Saltanov died in Moscow in 1703; assumptions that he left the country and returned to his homeland are now deemed incorrect. He was married twice, and his second wife was reported alive in 1716.

==Attribution problem==

Saltanov remains a controversial figure: his activities in Moscow are extensively documented through extant archive records, but no single piece of art has been indisputably attributed to the artist. Saltanov, unlike Karp Zolotaryov, never signed his works, thus attribution is based on archive records kept by court accountants. All opinions on his artistic style are not more reliable than the underlying attribution of his least questionable works - the tafta icons and the portrait of Feodor III of Russia.

The portrait of Feodor III of Russia was commissioned by Sophia Alekseyevna in 1685 to Simon Ushakov and Ivan Maksimov, but both these icon painters declined the job, and it passed to Saltanov.
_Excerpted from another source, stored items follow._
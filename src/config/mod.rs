//! Configuration management module
//!
//! This module handles loading and validation of application configuration
//! from TOML files and environment variables.

pub mod settings;
pub mod validation;

pub use settings::{Settings, DatabaseConfig, LoggingConfig, ListingConfig, FeaturesConfig};
//! Evaluation service implementation
//!
//! Records approval decisions: one evaluation per event, a state overwrite
//! moving the event into its terminal state, and a notification record
//! addressed to the organizer. The three writes run sequentially without a
//! wrapping transaction; a partial failure surfaces to the caller.

use tracing::debug;

use crate::config::Settings;
use crate::database::repositories::{EvaluationRepository, EventRepository, UserRepository};
use crate::models::evaluation::{Evaluation, RecordDecisionRequest};
use crate::models::notification::{CreateNotificationRequest, Notification};
use crate::utils::errors::{CampusEventsError, Result};
use crate::utils::helpers::validate_page;
use crate::utils::logging::log_decision_recorded;

/// Evaluation service for the approval flow
#[derive(Clone)]
pub struct EvaluationService {
    event_repository: EventRepository,
    evaluation_repository: EvaluationRepository,
    user_repository: UserRepository,
    settings: Settings,
}

impl EvaluationService {
    /// Create a new EvaluationService instance
    pub fn new(
        event_repository: EventRepository,
        evaluation_repository: EvaluationRepository,
        user_repository: UserRepository,
        settings: Settings,
    ) -> Self {
        Self {
            event_repository,
            evaluation_repository,
            user_repository,
            settings,
        }
    }

    /// Record the approval decision for an event.
    ///
    /// Inserts the evaluation (a second decision for the same event is a
    /// conflict), overwrites the event with the matching terminal state,
    /// and records an outcome notification for the organizer. Who may
    /// decide, and whether the event was actually under review, is not
    /// enforced here.
    pub async fn record_decision(
        &self,
        event_id: i64,
        request: RecordDecisionRequest,
    ) -> Result<Evaluation> {
        debug!(event_id = event_id, outcome = %request.outcome, "Recording decision");

        let mut event = self
            .event_repository
            .find_by_id(event_id)
            .await?
            .ok_or(CampusEventsError::EventNotFound { event_id })?;

        let outcome = request.outcome;
        let justification = request.comments.clone();

        let evaluation = self.evaluation_repository.create(event_id, request).await?;

        // Terminal state lands through the same whole-row overwrite path as
        // any other update.
        event.state = outcome.to_event_state();
        self.event_repository
            .replace(&event)
            .await?
            .ok_or(CampusEventsError::EventNotFound { event_id })?;

        let notification = self
            .evaluation_repository
            .create_notification(CreateNotificationRequest {
                evaluation_id: evaluation.id,
                kind: outcome.into(),
                recipient_id: event.organizer_id,
                justification,
                document_path: None,
            })
            .await?;

        log_decision_recorded(event_id, outcome.as_str(), notification.recipient_id);
        Ok(evaluation)
    }

    /// Get the evaluation recorded for an event
    pub async fn get_evaluation(&self, event_id: i64) -> Result<Evaluation> {
        debug!(event_id = event_id, "Fetching evaluation");
        self.evaluation_repository
            .find_by_event_id(event_id)
            .await?
            .ok_or(CampusEventsError::EvaluationNotFound { event_id })
    }

    /// List the outcome notifications addressed to a user, newest first
    pub async fn list_notifications(
        &self,
        recipient_id: i64,
        limit: Option<i64>,
        offset: Option<i64>,
    ) -> Result<Vec<Notification>> {
        let limit = limit.unwrap_or(self.settings.listing.default_page_size);
        let offset = offset.unwrap_or(0);
        validate_page(limit, offset, self.settings.listing.max_page_size)?;

        debug!(recipient_id = recipient_id, "Listing notifications");
        self.user_repository
            .find_by_id(recipient_id)
            .await?
            .ok_or(CampusEventsError::UserNotFound {
                user_id: recipient_id,
            })?;

        self.evaluation_repository
            .list_notifications_for_recipient(recipient_id, limit, offset)
            .await
    }
}
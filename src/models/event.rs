//! Event model and the validation/merge rules of the approval lifecycle
//!
//! The event is the aggregate root: everything else (participants,
//! sponsors, evaluations, notifications) hangs off it by id. Creation and
//! partial update both funnel through the pure rules in this module; the
//! repositories only ever see records that already satisfy them, except for
//! referential checks which stay with Postgres.

use std::collections::BTreeMap;

use chrono::{DateTime, Utc};
use serde::{Deserialize, Serialize};
use sqlx::FromRow;

use crate::models::patch::PatchField;
use crate::utils::errors::{CampusEventsError, Result};

/// Title length bounds, in characters.
pub const TITLE_MIN_LEN: usize = 3;
pub const TITLE_MAX_LEN: usize = 180;
/// Free-text description cap, in characters.
pub const DESCRIPTION_MAX_LEN: usize = 280;
/// Path references are plain strings, never resolved by this crate.
pub const DOCUMENT_PATH_MAX_LEN: usize = 255;

/// Event category, a closed set.
#[derive(Debug, Clone, Copy, PartialEq, Eq, Serialize, Deserialize, sqlx::Type)]
#[serde(rename_all = "camelCase")]
#[sqlx(type_name = "text", rename_all = "camelCase")]
pub enum EventCategory {
    Academic,
    Recreational,
}

impl EventCategory {
    pub fn as_str(&self) -> &'static str {
        match self {
            EventCategory::Academic => "academic",
            EventCategory::Recreational => "recreational",
        }
    }
}

impl std::fmt::Display for EventCategory {
    fn fmt(&self, f: &mut std::fmt::Formatter<'_>) -> std::fmt::Result {
        f.write_str(self.as_str())
    }
}

/// Lifecycle state of an event.
///
/// `approved` and `rejected` are terminal. The service layer only enforces
/// that a supplied value belongs to this set; it does not check that a
/// transition is reachable from the current state, so a direct client patch
/// of the field is accepted as an explicit override.
#[derive(Debug, Clone, Copy, Default, PartialEq, Eq, Serialize, Deserialize, sqlx::Type)]
#[serde(rename_all = "camelCase")]
#[sqlx(type_name = "text", rename_all = "camelCase")]
pub enum EventState {
    /// Initial state of every freshly created event.
    #[default]
    Registered,
    UnderReview,
    Approved,
    Rejected,
}

impl EventState {
    pub fn as_str(&self) -> &'static str {
        match self {
            EventState::Registered => "registered",
            EventState::UnderReview => "underReview",
            EventState::Approved => "approved",
            EventState::Rejected => "rejected",
        }
    }

    pub fn is_terminal(&self) -> bool {
        matches!(self, EventState::Approved | EventState::Rejected)
    }
}

impl std::fmt::Display for EventState {
    fn fmt(&self, f: &mut std::fmt::Formatter<'_>) -> std::fmt::Result {
        f.write_str(self.as_str())
    }
}

#[derive(Debug, Clone, Serialize, Deserialize, FromRow)]
#[serde(rename_all = "camelCase")]
pub struct Event {
    pub id: i64,
    pub title: String,
    pub description: Option<String>,
    pub category: EventCategory,
    pub starts_at: DateTime<Utc>,
    pub ends_at: DateTime<Utc>,
    pub state: EventState,
    pub organizer_id: i64,
    pub facility_id: i64,
    pub endorsement_path: String,
    pub registered_at: Option<DateTime<Utc>>,
}

/// Creation payload. Multi-word fields accept both the canonical camelCase
/// spelling and the snake_case one; responses always emit camelCase.
#[derive(Debug, Clone, Serialize, Deserialize)]
#[serde(rename_all = "camelCase")]
pub struct CreateEventRequest {
    pub title: String,
    pub description: Option<String>,
    pub category: EventCategory,
    #[serde(alias = "organizer_id")]
    pub organizer_id: i64,
    #[serde(alias = "facility_id")]
    pub facility_id: i64,
    #[serde(alias = "starts_at")]
    pub starts_at: DateTime<Utc>,
    #[serde(alias = "ends_at")]
    pub ends_at: DateTime<Utc>,
    #[serde(alias = "endorsement_path")]
    pub endorsement_path: String,
    /// Falls back to `registered` when omitted.
    pub state: Option<EventState>,
}

impl CreateEventRequest {
    /// Field and cross-field checks for creation. Pure: referential checks
    /// (organizer, facility) are left to the store's foreign keys.
    pub fn validate(&self) -> Result<()> {
        validate_title(&self.title)?;
        if let Some(description) = &self.description {
            validate_description(description)?;
        }
        validate_endorsement_path(&self.endorsement_path)?;
        validate_date_range(self.starts_at, self.ends_at)
    }
}

/// Sparse update payload.
///
/// Every field is tri-state (see [`PatchField`]): an omitted key leaves the
/// stored value untouched, an explicit null clears the field where the model
/// allows it (only `description`) and is a validation error everywhere else.
/// The organizer reference is fixed at creation and deliberately absent
/// here. Keys that match no field are collected into `unknown` instead of
/// failing deserialization; see `EventService::update_event` for how they
/// are handled.
#[derive(Debug, Clone, Default, Serialize, Deserialize)]
#[serde(rename_all = "camelCase")]
pub struct UpdateEventRequest {
    #[serde(default, skip_serializing_if = "PatchField::is_missing")]
    pub title: PatchField<String>,
    #[serde(default, skip_serializing_if = "PatchField::is_missing")]
    pub description: PatchField<String>,
    #[serde(default, skip_serializing_if = "PatchField::is_missing")]
    pub category: PatchField<EventCategory>,
    #[serde(default, alias = "facility_id", skip_serializing_if = "PatchField::is_missing")]
    pub facility_id: PatchField<i64>,
    #[serde(default, alias = "starts_at", skip_serializing_if = "PatchField::is_missing")]
    pub starts_at: PatchField<DateTime<Utc>>,
    #[serde(default, alias = "ends_at", skip_serializing_if = "PatchField::is_missing")]
    pub ends_at: PatchField<DateTime<Utc>>,
    #[serde(default, alias = "endorsement_path", skip_serializing_if = "PatchField::is_missing")]
    pub endorsement_path: PatchField<String>,
    #[serde(default, skip_serializing_if = "PatchField::is_missing")]
    pub state: PatchField<EventState>,
    #[serde(flatten)]
    pub unknown: BTreeMap<String, serde_json::Value>,
}

impl UpdateEventRequest {
    /// Names of patch keys that match no known field.
    pub fn unknown_keys(&self) -> Vec<&str> {
        self.unknown.keys().map(String::as_str).collect()
    }

    /// Overlay this patch on `base` and validate the result.
    ///
    /// Per-field constraints run only for fields actually supplied; the
    /// date-range invariant runs against the merged values whenever either
    /// bound is touched, which is what forces reading the base record before
    /// an update. The returned record is complete and is written back as a
    /// whole-row overwrite.
    pub fn merge_into(&self, base: &Event) -> Result<Event> {
        let title = match &self.title {
            PatchField::Missing => base.title.clone(),
            PatchField::Null => return Err(CampusEventsError::validation("title", "cannot be null")),
            PatchField::Value(title) => {
                validate_title(title)?;
                title.clone()
            }
        };

        let description = match &self.description {
            PatchField::Missing => base.description.clone(),
            PatchField::Null => None,
            PatchField::Value(description) => {
                validate_description(description)?;
                Some(description.clone())
            }
        };

        let category = match &self.category {
            PatchField::Missing => base.category,
            PatchField::Null => {
                return Err(CampusEventsError::validation("category", "cannot be null"))
            }
            PatchField::Value(category) => *category,
        };

        let facility_id = match &self.facility_id {
            PatchField::Missing => base.facility_id,
            PatchField::Null => {
                return Err(CampusEventsError::validation("facilityId", "cannot be null"))
            }
            PatchField::Value(facility_id) => *facility_id,
        };

        let starts_at = match &self.starts_at {
            PatchField::Missing => base.starts_at,
            PatchField::Null => {
                return Err(CampusEventsError::validation("startsAt", "cannot be null"))
            }
            PatchField::Value(starts_at) => *starts_at,
        };

        let ends_at = match &self.ends_at {
            PatchField::Missing => base.ends_at,
            PatchField::Null => {
                return Err(CampusEventsError::validation("endsAt", "cannot be null"))
            }
            PatchField::Value(ends_at) => *ends_at,
        };

        let endorsement_path = match &self.endorsement_path {
            PatchField::Missing => base.endorsement_path.clone(),
            PatchField::Null => {
                return Err(CampusEventsError::validation("endorsementPath", "cannot be null"))
            }
            PatchField::Value(path) => {
                validate_endorsement_path(path)?;
                path.clone()
            }
        };

        let state = match &self.state {
            PatchField::Missing => base.state,
            PatchField::Null => return Err(CampusEventsError::validation("state", "cannot be null")),
            PatchField::Value(state) => *state,
        };

        if !self.starts_at.is_missing() || !self.ends_at.is_missing() {
            validate_date_range(starts_at, ends_at)?;
        }

        Ok(Event {
            id: base.id,
            title,
            description,
            category,
            starts_at,
            ends_at,
            state,
            organizer_id: base.organizer_id,
            facility_id,
            endorsement_path,
            registered_at: base.registered_at,
        })
    }
}

/// Listing filters; all optional and combinable. `search` matches title or
/// description, case-insensitively.
#[derive(Debug, Clone, Default, Serialize, Deserialize)]
#[serde(rename_all = "camelCase")]
pub struct EventFilter {
    pub search: Option<String>,
    pub category: Option<EventCategory>,
    pub state: Option<EventState>,
    #[serde(alias = "starts_after")]
    pub starts_after: Option<DateTime<Utc>>,
    #[serde(alias = "ends_before")]
    pub ends_before: Option<DateTime<Utc>>,
}

/// Kind of endorsement document backing a participation.
#[derive(Debug, Clone, Copy, PartialEq, Eq, Serialize, Deserialize, sqlx::Type)]
#[serde(rename_all = "camelCase")]
#[sqlx(type_name = "text", rename_all = "camelCase")]
pub enum EndorsementKind {
    ProgramDirector,
    TeachingDirector,
}

impl EndorsementKind {
    pub fn as_str(&self) -> &'static str {
        match self {
            EndorsementKind::ProgramDirector => "programDirector",
            EndorsementKind::TeachingDirector => "teachingDirector",
        }
    }
}

/// User↔Event association. Rows are cascade-deleted with their event; the
/// user side is delete-restricted while a row exists.
#[derive(Debug, Clone, Serialize, Deserialize, FromRow)]
#[serde(rename_all = "camelCase")]
pub struct EventParticipant {
    pub id: i64,
    pub event_id: i64,
    pub user_id: i64,
    pub is_principal: bool,
    pub endorsement_kind: Option<EndorsementKind>,
    pub endorsement_path: Option<String>,
}

#[derive(Debug, Clone, Serialize, Deserialize)]
#[serde(rename_all = "camelCase")]
pub struct RegisterParticipantRequest {
    #[serde(alias = "event_id")]
    pub event_id: i64,
    #[serde(alias = "user_id")]
    pub user_id: i64,
    /// At most one participant per event may carry this flag; the schema
    /// rejects a second principal with a conflict.
    #[serde(default, alias = "is_principal")]
    pub is_principal: bool,
    #[serde(alias = "endorsement_kind")]
    pub endorsement_kind: Option<EndorsementKind>,
    #[serde(alias = "endorsement_path")]
    pub endorsement_path: Option<String>,
}

fn validate_title(title: &str) -> Result<()> {
    let len = title.chars().count();
    if len < TITLE_MIN_LEN {
        return Err(CampusEventsError::validation(
            "title",
            format!("must be at least {TITLE_MIN_LEN} characters"),
        ));
    }
    if len > TITLE_MAX_LEN {
        return Err(CampusEventsError::validation(
            "title",
            format!("must be at most {TITLE_MAX_LEN} characters"),
        ));
    }
    Ok(())
}

fn validate_description(description: &str) -> Result<()> {
    if description.chars().count() > DESCRIPTION_MAX_LEN {
        return Err(CampusEventsError::validation(
            "description",
            format!("must be at most {DESCRIPTION_MAX_LEN} characters"),
        ));
    }
    Ok(())
}

fn validate_endorsement_path(path: &str) -> Result<()> {
    if path.is_empty() {
        return Err(CampusEventsError::validation(
            "endorsementPath",
            "must not be empty",
        ));
    }
    if path.chars().count() > DOCUMENT_PATH_MAX_LEN {
        return Err(CampusEventsError::validation(
            "endorsementPath",
            format!("must be at most {DOCUMENT_PATH_MAX_LEN} characters"),
        ));
    }
    Ok(())
}

fn validate_date_range(starts_at: DateTime<Utc>, ends_at: DateTime<Utc>) -> Result<()> {
    if ends_at < starts_at {
        return Err(CampusEventsError::validation(
            "endsAt",
            "must not precede startsAt",
        ));
    }
    Ok(())
}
The absence of records confirming payment for the job to Saltanov led Elena Ovchinnikova to assert in 1956 that it was not Saltanov's work (she attributed it to Bezmin). For the next decades, her opinion prevailed, but authors like M. M. Kazarian (1969) and Komashko (2003) returned the credit to Saltanov.

Attribution of the Cross of Kiy icon from the Crucifix church in Moscow Kremlin and its copies is equally disputed. Tradition starting with the 1907 work by A. I. Uspensky attributes these icons (or at least the original "Cross of Kiy") to Saltanov. Komashko (2003) refutes this attribution: the court records say that Saltanov painted a similar image of a crucifix but not the cross.